//! Tangent recomputation.
//!
//! Two passes over a skinned section:
//!
//! 1. **Per triangle**: each triangle computes its face tangent frame and
//!    atomically adds it, angle-weighted, to the accumulators of its three
//!    vertices. Accumulators are fixed-point `i32` (6 per vertex: tangent X
//!    and tangent Z), so the result does not depend on execution order.
//! 2. **Per vertex**: the accumulated frame is converted back, normalized and
//!    orthogonalized, then written to the tangent output.
//!
//! [`TangentAccumulator`] is the CPU mirror of both passes.

use glam::{IVec3, Vec2, Vec3};

/// Fixed-point scale of the accumulator.
pub const TANGENT_FIXED_POINT_SCALE: f32 = 65536.0;
/// `i32` accumulators per vertex.
pub const TANGENT_ACCUMULATOR_INTS_PER_VERTEX: u64 = 6;
/// Threads per tangent workgroup.
pub const TANGENT_WORKGROUP_SIZE: u32 = 64;

/// Bytes of scratch accumulator for `num_vertices` vertices.
#[must_use]
pub fn accumulator_size(num_vertices: u32) -> u64 {
    u64::from(num_vertices) * TANGENT_ACCUMULATOR_INTS_PER_VERTEX * 4
}

fn to_fixed(v: Vec3) -> IVec3 {
    (v * TANGENT_FIXED_POINT_SCALE).round().as_ivec3()
}

/// Resolved tangent frame of one vertex.
#[derive(Debug, Clone, Copy, PartialEq)]
pub struct TangentFrame {
    pub tangent_x: Vec3,
    pub tangent_z: Vec3,
}

#[derive(Debug, Clone)]
pub struct TangentAccumulator {
    tangent_x: Vec<IVec3>,
    tangent_z: Vec<IVec3>,
}

impl TangentAccumulator {
    #[must_use]
    pub fn new(num_vertices: usize) -> Self {
        Self {
            tangent_x: vec![IVec3::ZERO; num_vertices],
            tangent_z: vec![IVec3::ZERO; num_vertices],
        }
    }

    /// Raw accumulator contents, six ints per vertex.
    #[must_use]
    pub fn raw(&self) -> Vec<i32> {
        self.tangent_x
            .iter()
            .zip(&self.tangent_z)
            .flat_map(|(x, z)| [x.x, x.y, x.z, z.x, z.y, z.z])
            .collect()
    }

    /// Adds one triangle's contribution to its three vertices.
    ///
    /// Degenerate triangles contribute nothing.
    pub fn accumulate_triangle(&mut self, positions: &[Vec3], uvs: &[Vec2], tri: [u32; 3]) {
        let [i0, i1, i2] = tri.map(|i| i as usize);
        let (p0, p1, p2) = (positions[i0], positions[i1], positions[i2]);
        let (uv0, uv1, uv2) = (uvs[i0], uvs[i1], uvs[i2]);

        let e1 = p1 - p0;
        let e2 = p2 - p0;
        let normal = e1.cross(e2);
        if normal.length_squared() <= f32::EPSILON {
            return;
        }
        let normal = normal.normalize();

        let d1 = uv1 - uv0;
        let d2 = uv2 - uv0;
        let det = d1.x * d2.y - d2.x * d1.y;
        let tangent = if det.abs() > f32::EPSILON {
            ((e1 * d2.y - e2 * d1.y) / det).normalize_or_zero()
        } else {
            e1.normalize_or_zero()
        };

        let corners = [(i0, p0, p1, p2), (i1, p1, p2, p0), (i2, p2, p0, p1)];
        for (index, p, next, prev) in corners {
            let a = (next - p).normalize_or_zero();
            let b = (prev - p).normalize_or_zero();
            let angle = a.dot(b).clamp(-1.0, 1.0).acos();
            self.tangent_x[index] = self.tangent_x[index].wrapping_add(to_fixed(tangent * angle));
            self.tangent_z[index] = self.tangent_z[index].wrapping_add(to_fixed(normal * angle));
        }
    }

    /// Converts the accumulators into orthonormal frames.
    ///
    /// `fallback` supplies the original frame for vertices that received no
    /// contribution.
    #[must_use]
    pub fn resolve(&self, fallback: impl Fn(usize) -> TangentFrame) -> Vec<TangentFrame> {
        self.tangent_x
            .iter()
            .zip(&self.tangent_z)
            .enumerate()
            .map(|(i, (x, z))| {
                let z = z.as_vec3() / TANGENT_FIXED_POINT_SCALE;
                if z.length_squared() <= f32::EPSILON {
                    return fallback(i);
                }
                let tangent_z = z.normalize();
                let x = x.as_vec3() / TANGENT_FIXED_POINT_SCALE;
                let tangent_x = (x - tangent_z * tangent_z.dot(x)).normalize_or_zero();
                let tangent_x = if tangent_x == Vec3::ZERO {
                    tangent_z.any_orthonormal_vector()
                } else {
                    tangent_x
                };
                TangentFrame { tangent_x, tangent_z }
            })
            .collect()
    }
}

/// CPU recompute over an indexed triangle list.
#[must_use]
pub fn recompute_tangents(positions: &[Vec3], uvs: &[Vec2], indices: &[u32]) -> Vec<TangentFrame> {
    let mut acc = TangentAccumulator::new(positions.len());
    for tri in indices.chunks_exact(3) {
        acc.accumulate_triangle(positions, uvs, [tri[0], tri[1], tri[2]]);
    }
    acc.resolve(|_| TangentFrame {
        tangent_x: Vec3::X,
        tangent_z: Vec3::Z,
    })
}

● **WHAT IS EXPECTED**: Check each line of the entries above for the string "EPSILON", and return those that contain it.

● **WRITTEN SOLUTION**:
        if normal.length_squared() <= f32::EPSILON {
        let tangent = if det.abs() > f32::EPSILON {
                if z.length_squared() <= f32::EPSILON {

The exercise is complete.